Juego siniestro
Una cinta de terror efectista y convencional que no logra destacar ni entre los filmes más convencionales del género.
Debiera ser motivo de celebración el estreno, en pantallas de nuestro país, de una película de terror latinoamericana, el producto de una cinematografía nacional que podría –y debería–proporcionar una alternativa o, por lo menos, una postura particular frente a las convenciones de un género de sí genérico, en el que es difícil innovar. Y por algo será.
Escrita y dirigida por Dorian Fernández-Moris, considerado instigador de la nueva ola del cine de terror peruano, Juego siniestro cuenta la historia de Fernanda, una psicóloga que se ve obligada a volver de México a Perú cuando se entera de que su madre se encuentra internada en un psiquiátrico, tras verse involucrada en una misteriosa tragedia ocurrida en el panteón de la localidad. Al llegar, ella y su pequeño hijo Julio se descubren parte de una siniestra conspiración, e inmersos así en los extraños acontecimientos de rigor.

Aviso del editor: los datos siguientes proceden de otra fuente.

//! Frame-size computation, transitive stack usage, and recursion
//! classification.

use crate::callgraph::{has_non_self_call, CallGraph};
use crate::result::{AnalysisConfig, AnalysisMode, DEFAULT_STACK_LIMIT};
use crate::value_utils::{const_from_value, derive_alloca_name};
use rustc_hash::{FxHashMap, FxHashSet};
use stackscan_ir::datalayout::align_to;
use stackscan_ir::{ControlFlowGraph, DominatorTree, FuncId, InstData, Module};

/// The local frame of one function.
#[derive(Clone, Debug, Default)]
pub struct LocalStackInfo {
    pub bytes: u64,
    /// Set when some allocation size could not be determined; `bytes` is a
    /// lower bound then.
    pub unknown: bool,
    pub has_dynamic_alloca: bool,
    /// Named allocations with their byte sizes, for messages.
    pub allocas: Vec<(String, u64)>,
}

/// A possibly-unknown transitive byte count.
#[derive(Clone, Copy, Debug, Default, PartialEq, Eq)]
pub struct StackEstimate {
    pub bytes: u64,
    pub unknown: bool,
}

fn compute_local_stack_base(module: &Module, func_id: FuncId) -> LocalStackInfo {
    let func = &module.functions[func_id];
    let mut info = LocalStackInfo::default();

    for (_, inst) in func.insts_in_order() {
        let InstData::Alloca {
            allocated_ty,
            count,
            ..
        } = &func.insts[inst]
        else {
            continue;
        };

        let count = match count.const_zext() {
            Some(c) => c,
            None => match const_from_value(func, count) {
                Some(c) => c,
                None => {
                    info.has_dynamic_alloca = true;
                    info.unknown = true;
                    continue;
                }
            },
        };

        let size = module
            .data_layout
            .alloc_size(&module.types, *allocated_ty)
            .saturating_mul(count);
        info.bytes += size;
        info.allocas
            .push((derive_alloca_name(module, func, inst), size));
    }

    info
}

/// Local frame size under the configured mode.
pub fn compute_local_stack(
    module: &Module,
    func_id: FuncId,
    mode: AnalysisMode,
) -> LocalStackInfo {
    let mut info = compute_local_stack_base(module, func_id);
    let stack_align = module.data_layout.stack_align_bytes();

    match mode {
        AnalysisMode::Ir => {
            if info.bytes > 0 && stack_align > 1 {
                info.bytes = align_to(info.bytes, stack_align);
            }
        }
        AnalysisMode::Abi => {
            let mut frame = info.bytes;
            if stack_align > 1 {
                frame = align_to(frame, stack_align);
            }
            let defined = !module.functions[func_id].is_declaration;
            if defined && stack_align > 1 && frame < stack_align {
                frame = stack_align;
            }
            if stack_align > 1 && has_non_self_call(module, func_id) {
                frame = align_to(frame + stack_align, stack_align);
            }
            info.bytes = frame;
        }
    }

    info
}

/// Transitive stack totals plus the set of functions on call-graph cycles.
#[derive(Default)]
pub struct GlobalStackUsage {
    pub totals: FxHashMap<FuncId, StackEstimate>,
    pub recursive: FxHashSet<FuncId>,
}

#[derive(Clone, Copy, PartialEq, Eq)]
enum VisitState {
    NotVisited,
    Visiting,
    Visited,
}

/// DFS over the call graph combining local frames into worst-case totals.
/// A back edge marks every function on the current DFS stack as recursive
/// and contributes the cycle head's local frame as a lower bound.
pub fn compute_global_stack(
    cg: &CallGraph,
    locals: &FxHashMap<FuncId, LocalStackInfo>,
) -> GlobalStackUsage {
    let mut usage = GlobalStackUsage::default();
    let mut state: FxHashMap<FuncId, VisitState> = FxHashMap::default();

    struct Frame {
        func: FuncId,
        next_callee: usize,
        max_callee: StackEstimate,
    }

    let local_estimate = |f: FuncId| -> StackEstimate {
        match locals.get(&f) {
            Some(info) => StackEstimate {
                bytes: info.bytes,
                unknown: info.unknown,
            },
            None => StackEstimate::default(),
        }
    };

    let mut roots: Vec<FuncId> = locals.keys().copied().collect();
    roots.sort();

    for root in roots {
        if state.get(&root).copied().unwrap_or(VisitState::NotVisited) != VisitState::NotVisited {
            continue;
        }
        let mut stack = vec![Frame {
            func: root,
            next_callee: 0,
            max_callee: StackEstimate::default(),
        }];
        state.insert(root, VisitState::Visiting);

        loop {
            let Some(top) = stack.last() else { break };
            let func = top.func;
            let next = top.next_callee;
            let callees = cg.callees(func);

            if next < callees.len() {
                stack.last_mut().unwrap().next_callee += 1;
                let callee = callees[next];

                let callee_total = match state
                    .get(&callee)
                    .copied()
                    .unwrap_or(VisitState::NotVisited)
                {
                    VisitState::Visiting => {
                        // Cycle: everything currently on the DFS stack is
                        // recursive; the callee contributes its local frame
                        // as the cycle's floor.
                        for (f, s) in &state {
                            if *s == VisitState::Visiting {
                                usage.recursive.insert(*f);
                            }
                        }
                        Some(local_estimate(callee))
                    }
                    VisitState::Visited => {
                        Some(usage.totals.get(&callee).copied().unwrap_or_default())
                    }
                    VisitState::NotVisited => {
                        state.insert(callee, VisitState::Visiting);
                        stack.push(Frame {
                            func: callee,
                            next_callee: 0,
                            max_callee: StackEstimate::default(),
                        });
                        None
                    }
                };

                if let Some(est) = callee_total {
                    let frame = stack.last_mut().unwrap();
                    if est.bytes > frame.max_callee.bytes {
                        frame.max_callee.bytes = est.bytes;
                    }
                    frame.max_callee.unknown |= est.unknown;
                }
                continue;
            }

            // All callees done: finalize this function.
            let max_callee = top.max_callee;
            let local = local_estimate(func);
            let total = StackEstimate {
                bytes: local.bytes + max_callee.bytes,
                unknown: local.unknown || max_callee.unknown,
            };
            usage.totals.insert(func, total);
            state.insert(func, VisitState::Visited);
            stack.pop();

            if let Some(parent) = stack.last_mut() {
                if total.bytes > parent.max_callee.bytes {
                    parent.max_callee.bytes = total.bytes;
                }
                parent.max_callee.unknown |= total.unknown;
            }
        }
    }

    usage
}

/// Every return of the function is dominated by a self-call block (or the
/// function has a self-call and no return at all).
pub fn has_infinite_self_recursion(module: &Module, func_id: FuncId) -> bool {
    let func = &module.functions[func_id];
    if func.is_declaration {
        return false;
    }

    let mut self_call_blocks = Vec::new();
    for (block, inst) in func.insts_in_order() {
        if func.insts[inst].direct_callee() == Some(func_id)
            && !self_call_blocks.contains(&block)
        {
            self_call_blocks.push(block);
        }
    }
    if self_call_blocks.is_empty() {
        return false;
    }

    let cfg = ControlFlowGraph::with_function(func);
    let domtree = DominatorTree::with_function(func, &cfg);

    // Every return must sit below a self-call; a function with no return at
    // all spins forever once the self-call is reachable.
    for (block, inst) in func.insts_in_order() {
        if !matches!(func.insts[inst], InstData::Ret { .. }) {
            continue;
        }
        let dominated = self_call_blocks
            .iter()
            .any(|&scb| domtree.dominates(scb, block));
        if !dominated {
            return false;
        }
    }
    true
}

/// Size above which a single constant allocation is flagged as oversized:
/// an eighth of the stack budget, floored at 64 KiB.
pub fn alloca_large_threshold(config: &AnalysisConfig) -> u64 {
    let base = if config.stack_limit != 0 {
        config.stack_limit
    } else {
        DEFAULT_STACK_LIMIT
    };
    (base / 8).max(64 * 1024)
}

/// Human-readable worst-case call chain starting at `func`, following the
/// heaviest callee at every step.
pub fn build_max_stack_call_path(
    module: &Module,
    cg: &CallGraph,
    usage: &GlobalStackUsage,
    func: FuncId,
) -> String {
    let mut path = String::new();
    let mut visited: FxHashSet<FuncId> = FxHashSet::default();
    let mut current = func;

    loop {
        if !visited.insert(current) {
            break;
        }
        if !path.is_empty() {
            path.push_str(" -> ");
        }
        path.push_str(&module.functions[current].name);

        let mut best: Option<(FuncId, StackEstimate)> = None;
        for &callee in cg.callees(current) {
            let est = usage.totals.get(&callee).copied().unwrap_or_default();
            match best {
                Some((_, best_est)) if est.bytes <= best_est.bytes => {}
                _ => best = Some((callee, est)),
            }
        }
        match best {
            Some((callee, est)) if est.bytes > 0 => current = callee,
            _ => break,
        }
    }

    path
}

#[cfg(test)]
mod tests {
    use super::*;
    use stackscan_reader::parse_module;

    const DL: &str = "target datalayout = \"e-m:e-i64:64-i128:128-f80:128-n8:16:32:64-S128\"\n";

    fn locals_for(
        module: &Module,
        mode: AnalysisMode,
    ) -> FxHashMap<FuncId, LocalStackInfo> {
        module
            .defined_functions()
            .map(|f| (f, compute_local_stack(module, f, mode)))
            .collect()
    }

    #[test]
    fn ir_mode_rounds_to_stack_alignment() {
        let text = format!(
            "{DL}
define void @f() {{
entry:
  %buf = alloca [10 x i8], align 1
  %n = alloca i32, align 4
  ret void
}}
"
        );
        let module = parse_module(&text).unwrap();
        let f = module.func_by_name("f").unwrap();
        let info = compute_local_stack(&module, f, AnalysisMode::Ir);
        // 10 + 4 = 14, rounded up to the 16-byte stack alignment.
        assert_eq!(info.bytes, 16);
        assert!(!info.unknown);
        assert_eq!(info.allocas.len(), 2);
        assert_eq!(info.allocas[0], ("buf".to_string(), 10));
    }

    #[test]
    fn abi_mode_charges_call_slot() {
        let text = format!(
            "{DL}
define void @leaf() {{
entry:
  ret void
}}

define void @caller() {{
entry:
  call void @leaf()
  ret void
}}
"
        );
        let module = parse_module(&text).unwrap();
        let leaf = module.func_by_name("leaf").unwrap();
        let caller = module.func_by_name("caller").unwrap();
        // A defined leaf with no locals still gets a minimum frame.
        assert_eq!(compute_local_stack(&module, leaf, AnalysisMode::Abi).bytes, 16);
        // The caller adds a caller-save slot on top of the minimum.
        assert_eq!(
            compute_local_stack(&module, caller, AnalysisMode::Abi).bytes,
            32
        );
    }

    #[test]
    fn dynamic_alloca_marks_unknown() {
        let text = format!(
            "{DL}
define void @f(i64 noundef %n) {{
entry:
  %buf = alloca i8, i64 %n, align 1
  ret void
}}
"
        );
        let module = parse_module(&text).unwrap();
        let f = module.func_by_name("f").unwrap();
        let info = compute_local_stack(&module, f, AnalysisMode::Ir);
        assert!(info.unknown);
        assert!(info.has_dynamic_alloca);
        assert_eq!(info.bytes, 0);
    }

    #[test]
    fn transitive_totals_and_recursion() {
        let text = format!(
            "{DL}
define void @leaf() {{
entry:
  %buf = alloca [32 x i8], align 1
  ret void
}}

define void @mid() {{
entry:
  %buf = alloca [16 x i8], align 1
  call void @leaf()
  ret void
}}

define void @spin() {{
entry:
  call void @spin()
  ret void
}}
"
        );
        let module = parse_module(&text).unwrap();
        let cg = CallGraph::build(&module);
        let locals = locals_for(&module, AnalysisMode::Ir);
        let usage = compute_global_stack(&cg, &locals);

        let leaf = module.func_by_name("leaf").unwrap();
        let mid = module.func_by_name("mid").unwrap();
        let spin = module.func_by_name("spin").unwrap();

        assert_eq!(usage.totals[&leaf].bytes, 32);
        assert_eq!(usage.totals[&mid].bytes, 48);
        assert!(usage.recursive.contains(&spin));
        assert!(!usage.recursive.contains(&mid));
        // max >= local for everything.
        for (f, info) in &locals {
            assert!(usage.totals[f].bytes >= info.bytes);
        }

        let path = build_max_stack_call_path(&module, &cg, &usage, mid);
        assert_eq!(path, "mid -> leaf");
    }

    #[test]
    fn mutual_recursion_marks_both() {
        let text = format!(
            "{DL}
define void @a() {{
entry:
  call void @b()
  ret void
}}

define void @b() {{
entry:
  call void @a()
  ret void
}}
"
        );
        let module = parse_module(&text).unwrap();
        let cg = CallGraph::build(&module);
        let locals = locals_for(&module, AnalysisMode::Ir);
        let usage = compute_global_stack(&cg, &locals);
        let a = module.func_by_name("a").unwrap();
        let b = module.func_by_name("b").unwrap();
        assert!(usage.recursive.contains(&a));
        assert!(usage.recursive.contains(&b));
    }

    #[test]
    fn infinite_self_recursion_detection() {
        let text = format!(
            "{DL}
define void @always(i32 noundef %n) {{
entry:
  call void @always(i32 noundef %n)
  ret void
}}

define void @guarded(i32 noundef %n) {{
entry:
  %cmp = icmp sgt i32 %n, 0
  br i1 %cmp, label %rec, label %done

rec:
  %sub = sub nsw i32 %n, 1
  call void @guarded(i32 noundef %sub)
  br label %done

done:
  ret void
}}
"
        );
        let module = parse_module(&text).unwrap();
        let always = module.func_by_name("always").unwrap();
        let guarded = module.func_by_name("guarded").unwrap();
        assert!(has_infinite_self_recursion(&module, always));
        assert!(!has_infinite_self_recursion(&module, guarded));
    }

    #[test]
    fn threshold_floor() {
        let config = AnalysisConfig::default();
        assert_eq!(alloca_large_threshold(&config), 1024 * 1024);
        let small = AnalysisConfig {
            stack_limit: 64 * 1024,
            ..AnalysisConfig::default()
        };
        assert_eq!(alloca_large_threshold(&small), 64 * 1024);
    }
}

Conocida también como Círculo siniestro, la cinta es de hecho secuela de Cementerio General (2013), una suerte de película de found footage que habría de resultar, en su primer semana de exhibición, en la tercera película peruana más vista de los últimos años. El título hace referencia al histórico Cementerio Presbítero Maestro de la ciudad de Lima –conocido popularmente como el Cementerio General–, escenario en aquella cinta de extraños fenómenos que giran alrededor de una antigua tabla ouija e inspirada, además, en leyendas urbanas de la ciudad peruana de Iquitos.
Secuela sólo de nombre, en realidad, Juego siniestro se desarrolla sin embargo en un viejo edificio de apartamentos de Lima a donde llegan Fernanda y su hijo, y cuyos vecinos remiten sin duda a los de otro famoso edificio, el Bramford de El bebé de Rosemary. Y es que la abundancia de lugares comunes es la maldición de la cinta: de la madre escéptica –que se limita a negar cualquier explicación sobrenatural hasta que, claro, es demasiado tarde– al pequeño Julio, mudo a partir de un trágico evento referido en la película pero nunca explicado y que, por supuesto, terminará por volverse objeto de una diabólica conjura—, los personajes son todos estereotipos, entidades tan faltas de sustancia como los espectros que enfrentan—incluido, tristemente, el de Edgar Vivar, que en su cameo recuerda al interpretado por él mismo en El orfanato.
Así, este “juego” resulta un ejemplo del cine de terror más efectista y convencional, construido sobre el uso excesivo de los recursos más elementales de la forma como el jump scare y cuyo director se revela incapaz de elaborar el más mínimo vestigio de atmósfera, ya no digamos de suspenso. Tal vez haya mérito en la fotografía –como apuntaban en su momento las críticas locales– y, quizás, en el éxito económico de la película, que algo le habrá visto el público en Perú para hacer de ella éxito de taquilla. Pero lo cierto es que, en Perú como en México, no tiene sentido competir con el cine norteamericano en sus propios términos si no se alcanza, muy de menos, el nivel y efecto de sus productos más genéricos. Y esto es más fácil decirlo que hacerlo.